Requirement: Which lines below contain "struct"? Copy every one of them.

Record extracts:
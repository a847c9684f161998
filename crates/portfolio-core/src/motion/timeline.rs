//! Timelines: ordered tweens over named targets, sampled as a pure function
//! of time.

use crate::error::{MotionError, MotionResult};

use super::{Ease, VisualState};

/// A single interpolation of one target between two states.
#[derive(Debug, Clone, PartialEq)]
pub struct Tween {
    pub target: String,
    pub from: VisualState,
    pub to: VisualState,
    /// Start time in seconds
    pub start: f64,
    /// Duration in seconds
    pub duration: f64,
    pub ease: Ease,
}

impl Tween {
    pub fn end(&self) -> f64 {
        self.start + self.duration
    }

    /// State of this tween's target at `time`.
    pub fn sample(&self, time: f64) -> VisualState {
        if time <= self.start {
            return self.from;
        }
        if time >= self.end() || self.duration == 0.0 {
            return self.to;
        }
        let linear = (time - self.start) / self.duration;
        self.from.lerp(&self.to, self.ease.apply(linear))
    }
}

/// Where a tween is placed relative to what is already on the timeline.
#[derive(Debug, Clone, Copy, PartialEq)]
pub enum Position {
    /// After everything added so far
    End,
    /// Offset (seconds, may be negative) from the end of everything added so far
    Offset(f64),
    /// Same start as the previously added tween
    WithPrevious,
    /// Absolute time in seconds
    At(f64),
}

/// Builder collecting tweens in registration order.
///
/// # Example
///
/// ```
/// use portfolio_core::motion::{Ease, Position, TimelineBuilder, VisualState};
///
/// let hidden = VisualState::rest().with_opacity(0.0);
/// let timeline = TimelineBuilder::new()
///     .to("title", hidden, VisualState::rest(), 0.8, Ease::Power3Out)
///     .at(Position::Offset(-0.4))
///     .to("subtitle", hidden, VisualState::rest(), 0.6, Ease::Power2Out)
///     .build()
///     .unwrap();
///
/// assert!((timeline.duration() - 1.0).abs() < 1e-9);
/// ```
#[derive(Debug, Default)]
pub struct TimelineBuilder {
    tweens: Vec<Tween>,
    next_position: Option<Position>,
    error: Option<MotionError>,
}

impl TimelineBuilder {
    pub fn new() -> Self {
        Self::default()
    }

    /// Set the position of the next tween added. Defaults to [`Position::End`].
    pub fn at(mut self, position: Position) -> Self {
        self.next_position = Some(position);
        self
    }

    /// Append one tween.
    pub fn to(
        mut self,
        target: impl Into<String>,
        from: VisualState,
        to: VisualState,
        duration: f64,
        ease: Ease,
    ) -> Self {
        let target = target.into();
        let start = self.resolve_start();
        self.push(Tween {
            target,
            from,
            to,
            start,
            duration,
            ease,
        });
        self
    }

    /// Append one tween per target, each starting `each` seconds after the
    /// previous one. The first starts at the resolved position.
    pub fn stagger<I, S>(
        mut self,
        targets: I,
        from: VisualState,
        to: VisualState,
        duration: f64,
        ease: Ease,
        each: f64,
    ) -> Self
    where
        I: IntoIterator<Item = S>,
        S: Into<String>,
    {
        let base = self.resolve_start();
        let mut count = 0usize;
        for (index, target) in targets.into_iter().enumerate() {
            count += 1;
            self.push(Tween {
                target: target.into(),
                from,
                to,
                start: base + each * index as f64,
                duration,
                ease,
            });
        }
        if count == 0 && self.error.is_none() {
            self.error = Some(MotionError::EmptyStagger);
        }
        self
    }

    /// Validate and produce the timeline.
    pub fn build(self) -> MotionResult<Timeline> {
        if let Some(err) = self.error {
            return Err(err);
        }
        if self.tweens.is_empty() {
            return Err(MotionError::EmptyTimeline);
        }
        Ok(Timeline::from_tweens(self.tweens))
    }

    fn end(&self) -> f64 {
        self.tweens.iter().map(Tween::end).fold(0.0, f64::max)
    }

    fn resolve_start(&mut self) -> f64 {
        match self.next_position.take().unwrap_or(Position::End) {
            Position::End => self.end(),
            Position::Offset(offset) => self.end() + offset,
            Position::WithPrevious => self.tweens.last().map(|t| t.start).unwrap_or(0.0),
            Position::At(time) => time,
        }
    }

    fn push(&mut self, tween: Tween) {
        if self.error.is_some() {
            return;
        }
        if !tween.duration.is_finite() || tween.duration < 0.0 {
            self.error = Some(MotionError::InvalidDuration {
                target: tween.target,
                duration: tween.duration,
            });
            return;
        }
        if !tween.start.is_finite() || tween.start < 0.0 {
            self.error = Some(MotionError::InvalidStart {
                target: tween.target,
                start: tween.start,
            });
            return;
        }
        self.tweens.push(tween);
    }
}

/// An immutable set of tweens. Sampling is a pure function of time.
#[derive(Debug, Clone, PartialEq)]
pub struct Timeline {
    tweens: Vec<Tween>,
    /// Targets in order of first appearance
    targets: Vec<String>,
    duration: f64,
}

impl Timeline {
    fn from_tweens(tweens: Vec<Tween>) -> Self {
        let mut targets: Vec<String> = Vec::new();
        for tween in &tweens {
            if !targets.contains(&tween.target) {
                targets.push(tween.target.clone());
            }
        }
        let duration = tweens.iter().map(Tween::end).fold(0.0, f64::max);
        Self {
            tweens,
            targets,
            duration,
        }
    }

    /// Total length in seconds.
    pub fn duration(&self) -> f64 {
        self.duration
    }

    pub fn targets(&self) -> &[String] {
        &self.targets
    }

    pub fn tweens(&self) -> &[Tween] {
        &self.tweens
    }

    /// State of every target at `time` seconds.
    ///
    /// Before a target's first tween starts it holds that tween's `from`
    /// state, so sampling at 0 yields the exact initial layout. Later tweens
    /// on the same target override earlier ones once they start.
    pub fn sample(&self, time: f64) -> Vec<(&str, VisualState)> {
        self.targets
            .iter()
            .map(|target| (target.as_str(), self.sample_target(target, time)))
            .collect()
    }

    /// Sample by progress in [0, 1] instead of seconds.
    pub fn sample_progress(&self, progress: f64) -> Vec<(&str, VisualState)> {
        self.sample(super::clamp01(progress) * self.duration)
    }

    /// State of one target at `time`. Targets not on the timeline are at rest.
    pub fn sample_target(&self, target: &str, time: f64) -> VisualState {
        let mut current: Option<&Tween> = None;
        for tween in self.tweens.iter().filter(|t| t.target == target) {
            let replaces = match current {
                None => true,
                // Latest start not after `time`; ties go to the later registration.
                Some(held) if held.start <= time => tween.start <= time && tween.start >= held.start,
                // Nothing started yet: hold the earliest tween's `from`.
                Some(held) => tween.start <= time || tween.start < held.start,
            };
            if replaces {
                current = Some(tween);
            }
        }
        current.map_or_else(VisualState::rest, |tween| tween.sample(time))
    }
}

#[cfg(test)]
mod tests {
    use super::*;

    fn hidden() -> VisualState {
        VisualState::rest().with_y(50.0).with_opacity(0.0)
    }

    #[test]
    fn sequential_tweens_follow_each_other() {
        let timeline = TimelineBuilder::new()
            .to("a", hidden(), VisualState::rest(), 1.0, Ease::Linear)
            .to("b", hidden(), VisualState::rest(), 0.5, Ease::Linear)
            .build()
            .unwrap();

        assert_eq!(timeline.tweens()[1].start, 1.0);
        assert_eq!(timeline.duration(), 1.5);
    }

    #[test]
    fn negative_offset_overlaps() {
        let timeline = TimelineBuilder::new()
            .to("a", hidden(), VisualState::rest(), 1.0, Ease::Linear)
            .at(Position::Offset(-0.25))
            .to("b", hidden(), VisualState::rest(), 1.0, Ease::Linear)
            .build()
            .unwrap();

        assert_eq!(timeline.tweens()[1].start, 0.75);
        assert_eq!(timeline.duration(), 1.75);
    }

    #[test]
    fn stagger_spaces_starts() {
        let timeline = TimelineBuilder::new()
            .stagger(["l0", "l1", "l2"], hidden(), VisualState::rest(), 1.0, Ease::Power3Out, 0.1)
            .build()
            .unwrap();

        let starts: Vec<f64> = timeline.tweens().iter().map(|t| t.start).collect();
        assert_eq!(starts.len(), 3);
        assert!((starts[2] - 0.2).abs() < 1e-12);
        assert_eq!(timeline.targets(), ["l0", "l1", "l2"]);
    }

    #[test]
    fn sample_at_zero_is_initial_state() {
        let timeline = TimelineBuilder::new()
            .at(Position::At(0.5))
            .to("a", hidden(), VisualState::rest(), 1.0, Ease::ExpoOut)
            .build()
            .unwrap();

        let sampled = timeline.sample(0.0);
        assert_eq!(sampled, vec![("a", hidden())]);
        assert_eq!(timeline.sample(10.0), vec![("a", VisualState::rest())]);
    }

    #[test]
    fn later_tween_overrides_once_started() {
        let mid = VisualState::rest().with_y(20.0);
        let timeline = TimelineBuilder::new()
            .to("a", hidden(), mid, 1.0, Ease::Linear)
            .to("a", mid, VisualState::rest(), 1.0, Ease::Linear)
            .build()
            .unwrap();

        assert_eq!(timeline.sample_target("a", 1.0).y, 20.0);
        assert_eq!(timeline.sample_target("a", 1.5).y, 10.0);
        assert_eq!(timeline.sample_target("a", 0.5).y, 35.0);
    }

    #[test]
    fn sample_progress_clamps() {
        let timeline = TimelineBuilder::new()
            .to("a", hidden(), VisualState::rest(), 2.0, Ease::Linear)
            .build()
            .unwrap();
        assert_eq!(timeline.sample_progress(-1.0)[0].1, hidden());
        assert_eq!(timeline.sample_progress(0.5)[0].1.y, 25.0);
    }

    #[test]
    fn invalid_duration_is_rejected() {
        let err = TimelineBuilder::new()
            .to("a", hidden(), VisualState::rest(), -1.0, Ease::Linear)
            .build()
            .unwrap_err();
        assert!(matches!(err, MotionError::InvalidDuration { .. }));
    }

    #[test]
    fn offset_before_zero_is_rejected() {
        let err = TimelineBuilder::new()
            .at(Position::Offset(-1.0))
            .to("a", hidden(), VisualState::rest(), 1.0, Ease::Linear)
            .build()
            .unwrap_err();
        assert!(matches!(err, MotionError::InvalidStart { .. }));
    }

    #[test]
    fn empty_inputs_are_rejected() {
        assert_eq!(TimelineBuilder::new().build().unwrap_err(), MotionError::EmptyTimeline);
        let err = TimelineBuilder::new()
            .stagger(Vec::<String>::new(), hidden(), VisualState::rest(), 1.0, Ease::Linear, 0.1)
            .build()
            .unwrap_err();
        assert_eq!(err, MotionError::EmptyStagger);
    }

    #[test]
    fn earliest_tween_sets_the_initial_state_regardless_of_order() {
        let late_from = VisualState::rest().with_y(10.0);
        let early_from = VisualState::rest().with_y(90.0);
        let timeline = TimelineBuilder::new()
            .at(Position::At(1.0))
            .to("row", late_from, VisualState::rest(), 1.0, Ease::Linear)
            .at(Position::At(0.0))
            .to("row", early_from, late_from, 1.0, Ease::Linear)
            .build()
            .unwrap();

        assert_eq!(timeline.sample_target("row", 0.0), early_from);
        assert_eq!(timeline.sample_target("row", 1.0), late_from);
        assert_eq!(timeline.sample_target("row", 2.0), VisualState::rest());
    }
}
...
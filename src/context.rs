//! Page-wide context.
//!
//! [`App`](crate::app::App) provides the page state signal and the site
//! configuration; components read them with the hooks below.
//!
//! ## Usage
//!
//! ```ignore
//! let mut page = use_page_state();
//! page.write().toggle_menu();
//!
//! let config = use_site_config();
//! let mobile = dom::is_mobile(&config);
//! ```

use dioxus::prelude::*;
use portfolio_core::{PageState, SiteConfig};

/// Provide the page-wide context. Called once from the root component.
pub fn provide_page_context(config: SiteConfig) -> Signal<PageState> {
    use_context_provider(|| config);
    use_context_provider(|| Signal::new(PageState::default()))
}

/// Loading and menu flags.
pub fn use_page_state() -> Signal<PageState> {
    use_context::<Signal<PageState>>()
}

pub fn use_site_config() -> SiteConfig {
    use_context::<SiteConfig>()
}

Answer to the exercise:
pub struct Tween {
pub struct TimelineBuilder {
pub struct Timeline {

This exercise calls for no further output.